- EXTRACTED ENTRIES:
---+---

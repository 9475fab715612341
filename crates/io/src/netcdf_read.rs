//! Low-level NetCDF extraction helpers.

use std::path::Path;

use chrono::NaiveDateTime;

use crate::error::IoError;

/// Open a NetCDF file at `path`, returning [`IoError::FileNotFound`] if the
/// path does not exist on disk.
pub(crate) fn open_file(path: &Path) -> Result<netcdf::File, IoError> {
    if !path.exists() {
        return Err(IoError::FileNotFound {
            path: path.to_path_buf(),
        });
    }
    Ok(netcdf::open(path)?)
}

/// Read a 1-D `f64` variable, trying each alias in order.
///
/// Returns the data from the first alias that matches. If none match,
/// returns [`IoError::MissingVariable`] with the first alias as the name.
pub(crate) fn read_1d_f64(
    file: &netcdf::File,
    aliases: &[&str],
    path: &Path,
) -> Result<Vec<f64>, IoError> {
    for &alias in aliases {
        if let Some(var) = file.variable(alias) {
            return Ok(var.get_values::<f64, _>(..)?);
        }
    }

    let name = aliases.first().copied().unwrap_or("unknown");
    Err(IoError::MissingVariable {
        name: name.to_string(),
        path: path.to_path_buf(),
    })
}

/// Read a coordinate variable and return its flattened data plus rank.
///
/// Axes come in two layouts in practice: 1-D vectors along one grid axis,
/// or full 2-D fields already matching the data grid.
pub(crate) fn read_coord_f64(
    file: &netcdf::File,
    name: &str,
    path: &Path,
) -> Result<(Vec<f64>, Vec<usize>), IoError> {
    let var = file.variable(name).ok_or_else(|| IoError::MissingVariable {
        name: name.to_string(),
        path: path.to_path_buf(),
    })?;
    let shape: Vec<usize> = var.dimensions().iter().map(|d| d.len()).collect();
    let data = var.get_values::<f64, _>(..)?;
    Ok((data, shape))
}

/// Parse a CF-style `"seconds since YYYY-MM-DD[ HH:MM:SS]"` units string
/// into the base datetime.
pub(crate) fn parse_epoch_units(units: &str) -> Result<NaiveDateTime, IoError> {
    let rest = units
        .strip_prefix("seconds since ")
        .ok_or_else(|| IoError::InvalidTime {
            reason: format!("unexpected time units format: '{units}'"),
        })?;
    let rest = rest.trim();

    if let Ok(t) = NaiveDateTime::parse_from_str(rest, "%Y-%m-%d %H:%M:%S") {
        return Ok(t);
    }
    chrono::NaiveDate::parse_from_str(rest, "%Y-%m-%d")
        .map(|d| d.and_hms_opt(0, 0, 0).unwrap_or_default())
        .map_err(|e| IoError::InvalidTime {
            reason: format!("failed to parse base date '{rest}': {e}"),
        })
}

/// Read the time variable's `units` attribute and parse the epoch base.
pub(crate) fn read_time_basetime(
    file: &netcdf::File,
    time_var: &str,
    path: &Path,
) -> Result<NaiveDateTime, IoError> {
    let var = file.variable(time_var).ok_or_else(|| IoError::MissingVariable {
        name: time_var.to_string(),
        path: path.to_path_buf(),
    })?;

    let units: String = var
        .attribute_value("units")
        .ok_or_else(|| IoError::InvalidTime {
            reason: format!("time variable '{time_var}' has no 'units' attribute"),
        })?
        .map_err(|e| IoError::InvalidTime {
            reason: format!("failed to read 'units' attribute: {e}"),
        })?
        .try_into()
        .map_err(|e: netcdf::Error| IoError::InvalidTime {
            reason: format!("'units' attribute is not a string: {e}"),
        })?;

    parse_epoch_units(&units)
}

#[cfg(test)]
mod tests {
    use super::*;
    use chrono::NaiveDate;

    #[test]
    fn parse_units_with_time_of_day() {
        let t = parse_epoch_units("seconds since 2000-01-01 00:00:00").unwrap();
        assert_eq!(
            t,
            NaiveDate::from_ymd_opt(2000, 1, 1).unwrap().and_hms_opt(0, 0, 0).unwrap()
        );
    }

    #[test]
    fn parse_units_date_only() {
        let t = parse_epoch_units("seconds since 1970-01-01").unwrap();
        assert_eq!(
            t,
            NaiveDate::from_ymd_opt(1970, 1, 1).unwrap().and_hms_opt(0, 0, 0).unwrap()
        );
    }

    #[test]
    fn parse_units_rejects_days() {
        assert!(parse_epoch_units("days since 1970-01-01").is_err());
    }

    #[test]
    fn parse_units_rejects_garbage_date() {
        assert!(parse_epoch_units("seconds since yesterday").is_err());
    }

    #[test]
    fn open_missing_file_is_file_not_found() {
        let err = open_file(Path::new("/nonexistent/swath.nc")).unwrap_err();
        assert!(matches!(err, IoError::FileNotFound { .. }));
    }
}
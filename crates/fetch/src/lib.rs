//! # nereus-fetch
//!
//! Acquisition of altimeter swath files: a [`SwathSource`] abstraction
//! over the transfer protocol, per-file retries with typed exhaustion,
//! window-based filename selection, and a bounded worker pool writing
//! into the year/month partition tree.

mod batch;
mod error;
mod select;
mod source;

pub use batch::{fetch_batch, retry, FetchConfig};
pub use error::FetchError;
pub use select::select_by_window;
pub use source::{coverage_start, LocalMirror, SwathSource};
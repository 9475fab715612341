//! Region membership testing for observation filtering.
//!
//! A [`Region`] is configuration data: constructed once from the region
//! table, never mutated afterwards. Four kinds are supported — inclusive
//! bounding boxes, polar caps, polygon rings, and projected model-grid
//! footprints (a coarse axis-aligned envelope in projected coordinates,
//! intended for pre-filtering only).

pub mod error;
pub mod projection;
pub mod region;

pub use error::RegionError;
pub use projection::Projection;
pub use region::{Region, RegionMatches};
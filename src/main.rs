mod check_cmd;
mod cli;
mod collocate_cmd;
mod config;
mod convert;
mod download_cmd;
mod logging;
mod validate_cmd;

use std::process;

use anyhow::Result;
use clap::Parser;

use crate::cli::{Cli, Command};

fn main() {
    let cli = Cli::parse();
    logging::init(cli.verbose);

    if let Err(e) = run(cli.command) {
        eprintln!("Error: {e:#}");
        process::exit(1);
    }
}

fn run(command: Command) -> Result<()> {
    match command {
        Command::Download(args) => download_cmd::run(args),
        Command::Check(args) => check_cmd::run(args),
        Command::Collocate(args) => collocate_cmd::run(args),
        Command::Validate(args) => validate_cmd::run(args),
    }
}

---+---

- DIRECTIONS: Copy out exactly the line that holds "if let Err(e)" and all remaining lines of the listing, both the first and the last included.

- SOLUTION BELOW:
    if let Err(e) = run(cli.command) {
        eprintln!("Error: {e:#}");
        process::exit(1);
    }
}

fn run(command: Command) -> Result<()> {
    match command {
        Command::Download(args) => download_cmd::run(args),
        Command::Check(args) => check_cmd::run(args),
        Command::Collocate(args) => collocate_cmd::run(args),
        Command::Validate(args) => validate_cmd::run(args),
    }
}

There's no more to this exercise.